# Problem description:
The expected output is each line below containing "true", copied in full.

# Information shown:
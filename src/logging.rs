use slog::{o, Discard, Drain, Logger};

/// Root logger that drops every record
pub fn discard() -> Logger {
    Logger::root(Discard, o!())
}

/// Human readable logger writing to stderr
pub fn stderr_logger() -> Logger {
    let plain = slog_term::PlainSyncDecorator::new(std::io::stderr());
    Logger::root(slog_term::FullFormat::new(plain).build().fuse(), o!())
}
//! Semantic types of predicate expressions and the optional table of
//! message types used to refine references once they are resolved.

use std::collections::{BTreeMap, HashMap};
use std::fmt;
use std::sync::Arc;

use crate::expr::Name;

/// Semantic type of an expression node
#[derive(Debug, Clone, PartialEq, Eq, Hash)]
pub enum DataType {
    Bool,
    Number,
    String,
    /// A whole message, reached through an alias or a nested message field
    Message,
    /// Arrays, enum literals and ranges, with their element type
    Collection(Box<DataType>),
    /// Reference that has not been resolved yet
    Reference,
    /// Resolved, but the concrete type is not statically known
    Unknown,
}

impl DataType {
    pub fn collection(element: DataType) -> Self {
        DataType::Collection(Box::new(element))
    }

    /// `Reference` and `Unknown` are permissive: they are accepted wherever a
    /// concrete type is required and checking is deferred downstream.
    pub fn is_permissive(&self) -> bool {
        matches!(self, DataType::Reference | DataType::Unknown)
    }

    pub fn is_compatible(&self, other: &DataType) -> bool {
        match (self, other) {
            (a, b) if a.is_permissive() || b.is_permissive() => true,
            (DataType::Collection(a), DataType::Collection(b)) => a.is_compatible(b),
            (a, b) => a == b,
        }
    }

    /// Type of the elements of a collection. Permissive types yield `Unknown`.
    pub fn element_type(&self) -> Option<DataType> {
        match self {
            DataType::Collection(element) => Some((**element).clone()),
            t if t.is_permissive() => Some(DataType::Unknown),
            _ => None,
        }
    }

    pub fn is_primitive(&self) -> bool {
        matches!(self, DataType::Bool | DataType::Number | DataType::String)
    }
}

impl fmt::Display for DataType {
    fn fmt(&self, f: &mut fmt::Formatter<'_>) -> fmt::Result {
        match self {
            DataType::Bool => write!(f, "boolean"),
            DataType::Number => write!(f, "number"),
            DataType::String => write!(f, "string"),
            DataType::Message => write!(f, "message"),
            DataType::Collection(element) => write!(f, "set of {}", element),
            DataType::Reference => write!(f, "reference"),
            DataType::Unknown => write!(f, "unknown"),
        }
    }
}

/// A family of types an operand or function parameter must belong to
#[derive(Debug, Clone, Copy, PartialEq, Eq, Hash)]
pub enum TypeClass {
    Bool,
    Number,
    String,
    /// boolean, number or string
    Primitive,
    Collection,
    Message,
}

impl TypeClass {
    pub fn admits(&self, data_type: &DataType) -> bool {
        if data_type.is_permissive() {
            return true;
        }
        match self {
            TypeClass::Bool => *data_type == DataType::Bool,
            TypeClass::Number => *data_type == DataType::Number,
            TypeClass::String => *data_type == DataType::String,
            TypeClass::Primitive => data_type.is_primitive(),
            TypeClass::Collection => matches!(data_type, DataType::Collection(_)),
            TypeClass::Message => *data_type == DataType::Message,
        }
    }

    /// Most general concrete type in this class, if there is a single one
    pub fn representative(&self) -> Option<DataType> {
        match self {
            TypeClass::Bool => Some(DataType::Bool),
            TypeClass::Number => Some(DataType::Number),
            TypeClass::String => Some(DataType::String),
            TypeClass::Primitive => None,
            TypeClass::Collection => Some(DataType::collection(DataType::Unknown)),
            TypeClass::Message => Some(DataType::Message),
        }
    }
}

impl fmt::Display for TypeClass {
    fn fmt(&self, f: &mut fmt::Formatter<'_>) -> fmt::Result {
        match self {
            TypeClass::Bool => write!(f, "boolean"),
            TypeClass::Number => write!(f, "number"),
            TypeClass::String => write!(f, "string"),
            TypeClass::Primitive => write!(f, "primitive value"),
            TypeClass::Collection => write!(f, "collection"),
            TypeClass::Message => write!(f, "message"),
        }
    }
}

/// Static type of a message field
#[derive(Debug, Clone, PartialEq, Eq)]
pub enum FieldType {
    Bool,
    Number,
    String,
    Message(Arc<MessageType>),
    Array {
        element: Box<FieldType>,
        /// `None` for variable-length arrays
        length: Option<usize>,
    },
}

impl FieldType {
    pub fn array(element: FieldType, length: Option<usize>) -> Self {
        FieldType::Array {
            element: Box::new(element),
            length,
        }
    }

    pub fn data_type(&self) -> DataType {
        match self {
            FieldType::Bool => DataType::Bool,
            FieldType::Number => DataType::Number,
            FieldType::String => DataType::String,
            FieldType::Message(_) => DataType::Message,
            FieldType::Array { element, .. } => DataType::collection(element.data_type()),
        }
    }
}

impl fmt::Display for FieldType {
    fn fmt(&self, f: &mut fmt::Formatter<'_>) -> fmt::Result {
        match self {
            FieldType::Message(message) => write!(f, "{}", message.name),
            FieldType::Array {
                element,
                length: Some(n),
            } => write!(f, "{}[{}]", element, n),
            FieldType::Array {
                element,
                length: None,
            } => write!(f, "{}[]", element),
            other => write!(f, "{}", other.data_type()),
        }
    }
}

/// Named message type with typed fields and constants
#[derive(Debug, Clone, PartialEq, Eq)]
pub struct MessageType {
    pub name: Name,
    fields: BTreeMap<Name, FieldType>,
    constants: BTreeMap<Name, FieldType>,
}

impl MessageType {
    pub fn new(name: impl Into<Name>) -> Self {
        Self {
            name: name.into(),
            fields: BTreeMap::new(),
            constants: BTreeMap::new(),
        }
    }

    pub fn with_field(mut self, name: impl Into<Name>, field_type: FieldType) -> Self {
        self.fields.insert(name.into(), field_type);
        self
    }

    pub fn with_constant(mut self, name: impl Into<Name>, field_type: FieldType) -> Self {
        self.constants.insert(name.into(), field_type);
        self
    }

    /// Fields shadow constants of the same name
    pub fn lookup(&self, name: &str) -> Option<&FieldType> {
        self.fields.get(name).or_else(|| self.constants.get(name))
    }

    pub fn field_names(&self) -> impl Iterator<Item = &str> {
        self.fields.keys().chain(self.constants.keys()).map(|k| &**k)
    }
}

/// Channel name -> message type carried on that channel
#[derive(Debug, Clone, Default, PartialEq, Eq)]
pub struct MessageTypes {
    channels: HashMap<Name, Arc<MessageType>>,
}

impl MessageTypes {
    pub fn new() -> Self {
        Self::default()
    }

    pub fn with_channel(mut self, channel: impl Into<Name>, message: MessageType) -> Self {
        self.channels.insert(channel.into(), Arc::new(message));
        self
    }

    pub fn get(&self, channel: &str) -> Option<&Arc<MessageType>> {
        self.channels.get(channel)
    }
}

# Answer space:
            (a, b) if a.is_permissive() || b.is_permissive() => true,
            return true;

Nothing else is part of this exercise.